Being a vampire is serious business. If there’s not an ornate castle to stalk, there’s a millennia-spanning conflict to be fought or a love triangle to brood over. And so it’s rare that we see a lighter side to these mythical beings, never mind a side as all-out silly as What We Do In The Shadows, a mockumentary from New Zealand filmmaker Taika Waititi and Flight of the Conchords’ Jemaine Clement.
Best summed up as This Is Spinal Tap meets Only Lovers Left Alive, WWDITS begins in the basement of a suburban Wellington house, as a coffin opens, and a figure emerges. This familiar image is subverted when the slowly rising vampire stops to self-consciously greet the camera, before pushing himself up through the air like an awkward swimmer. This is Viago (Waititi), a renaissance dandy out of place in modern society, and our guide through the lives of his housemates. We’re then introduced to Vladislav ‘the Poker’ (Clement), a former tyrant with rather old-fashioned values, Deacon (Brugh), who, at 183, is the young bad boy of the group, and 8000-year-old Petyr (Fransham), who terrifies even his housemates with his Nosferatu-esque features.
Adhering closely to the reality format they’re imitating, Clement and Waititi follow these characters through their everyday life as well as their supernatural machinations – these vampires spend as much time arguing over who does the dishes as they do sucking blood. There is a story to be told, though; Viago deals with the memory of a lover from decades past, Vladislav encounters his nemesis ‘The Beast’, the whole gang find themselves having to train up a newly-sired vampire, and a gang of werewolves cause trouble. While it is endearing to watch how these experiences help the characters adapt to the twenty-first century, the film’s one weakness is perhaps its narrative structure – the overly everyday presentation leaves it without a particularly dramatic climax.

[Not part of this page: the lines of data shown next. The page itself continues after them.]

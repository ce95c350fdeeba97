//! Command-line interface parsing and handling
//!
//! This module handles parsing command-line arguments and executing the appropriate commands.

pub mod say;
pub mod session;

use std::error::Error;
use std::path::Path;

use clap::{Parser, Subcommand};

use crate::cli::say::run_say;
use crate::cli::session::{run_session, run_tools};
use crate::core::config::data::path_display;
use crate::core::config::Config;
use crate::utils::logging::init_tracing;

#[derive(Parser, Debug)]
#[command(name = "pagepilot")]
#[command(about = "Run browser-agent turns against Gemini and tool-router MCP endpoints")]
#[command(
    long_about = "pagepilot runs the turn loop of a browser-resident AI agent from a terminal. \
It streams model replies, dispatches tool calls to remote MCP endpoints of a tool-router \
session and keeps that session alive.\n\n\
Environment Variables:\n\
  GEMINI_API_KEY        Model API key (falls back to [model] api_key)\n\
  COMPOSIO_API_KEY      Session service key (falls back to [session] api_key)\n\
  PAGEPILOT_TOOL_MODE   Set to tool-router to route remote tools, or off\n\
  PAGEPILOT_LOG         Log filter directives (falls back to RUST_LOG, then warn)"
)]
pub struct Args {
    #[command(subcommand)]
    pub command: Commands,

    /// Model to use instead of the configured one
    #[arg(short = 'm', long, global = true, value_name = "MODEL")]
    pub model: Option<String>,

    /// Write diagnostic logs to this file instead of stderr
    #[arg(short = 'l', long, global = true, value_name = "FILE")]
    pub log: Option<String>,
}

#[derive(Subcommand, Debug, PartialEq, Eq)]
pub enum Commands {
    /// Run one turn and print the reply
    Say {
        /// Prompt text
        #[arg(trailing_var_arg = true, allow_hyphen_values = true)]
        prompt: Vec<String>,
    },
    /// Acquire a tool-router session and print its endpoints
    Session,
    /// List the remote tools of the current session
    Tools,
    /// Print the configuration file path and values
    Config,
    /// Set a configuration value (model, tool-mode, bootstrap-url,
    /// max-tool-rounds, browser-tools)
    Set {
        /// Configuration key to set
        key: String,
        /// Value for the key
        #[arg(trailing_var_arg = true, allow_hyphen_values = true, required = true)]
        value: Vec<String>,
    },
}

pub fn main() -> Result<(), Box<dyn Error>> {
    tokio::runtime::Runtime::new()?.block_on(async_main())
}

async fn async_main() -> Result<(), Box<dyn Error>> {
    let args = Args::parse();
    init_tracing(args.log.as_deref().map(Path::new))?;

    let mut config = Config::load()?;
    if let Commands::Set { key, value } = &args.command {
        return run_set(config, key, &value.join(" "));
    }
    // Overrides apply to this run only and are never saved.
    if let Some(model) = args.model.filter(|model| !model.trim().is_empty()) {
        config.model.name = model;
    }

    match args.command {
        Commands::Say { prompt } => run_say(prompt, &config).await,
        Commands::Session => run_session(&config).await,
        Commands::Tools => run_tools(&config).await,
        Commands::Config => {
            println!("Config file: {}", path_display(Config::config_path()?));
            config.print_all();
            Ok(())
        }
        Commands::Set { .. } => Ok(()),
    }
}

fn run_set(mut config: Config, key: &str, value: &str) -> Result<(), Box<dyn Error>> {
    if let Err(message) = config.set_value(key, value) {
        eprintln!("❌ {message}");
        std::process::exit(1);
    }
    config.save()?;
    println!("✅ Set {key} to: {value}");
    Ok(())
}

#[cfg(test)]
mod tests {
    use super::*;

    #[test]
    fn say_collects_prompt_words_and_global_flags() {
        let args = Args::try_parse_from([
            "pagepilot",
            "--model",
            "gemini-2.5-pro",
            "say",
            "open",
            "the",
            "docs",
        ])
        .unwrap();

        assert_eq!(args.model.as_deref(), Some("gemini-2.5-pro"));
        assert_eq!(
            args.command,
            Commands::Say {
                prompt: vec!["open".to_string(), "the".to_string(), "docs".to_string()]
            }
        );
    }

    #[test]
    fn log_flag_is_global() {
        let args = Args::try_parse_from(["pagepilot", "tools", "--log", "trace.log"]).unwrap();
        assert_eq!(args.log.as_deref(), Some("trace.log"));
        assert_eq!(args.command, Commands::Tools);
    }

    #[test]
    fn set_joins_value_words() {
        let args =
            Args::try_parse_from(["pagepilot", "set", "model", "gemini-2.5-pro"]).unwrap();
        assert_eq!(
            args.command,
            Commands::Set {
                key: "model".to_string(),
                value: vec!["gemini-2.5-pro".to_string()]
            }
        );
        assert!(Args::try_parse_from(["pagepilot", "set", "model"]).is_err());
    }

    #[test]
    fn a_command_is_required() {
        assert!(Args::try_parse_from(["pagepilot"]).is_err());
    }
}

But that is hardly a problem, because WWDITS is funny. Really, really funny. Best illustrated by a scene in which Viago prepares to bite into a victim’s neck by putting down newspaper sheets so as to avoid staining the floor, this film has an intense understanding of both horror clichés and social norms and is relentless in its parody of them. A particular highlight is a joke explaining vampires’ preference for virgin blood…
What We Do in the Shadows is both a refreshingly different take on vampire conventions and one of the funniest comedies of the year. Horror fan or not, you’ll be in howls of laughter throughout its relatively short running time, and you’ll have a great time in the company of this uniquely immortal gang of misfits.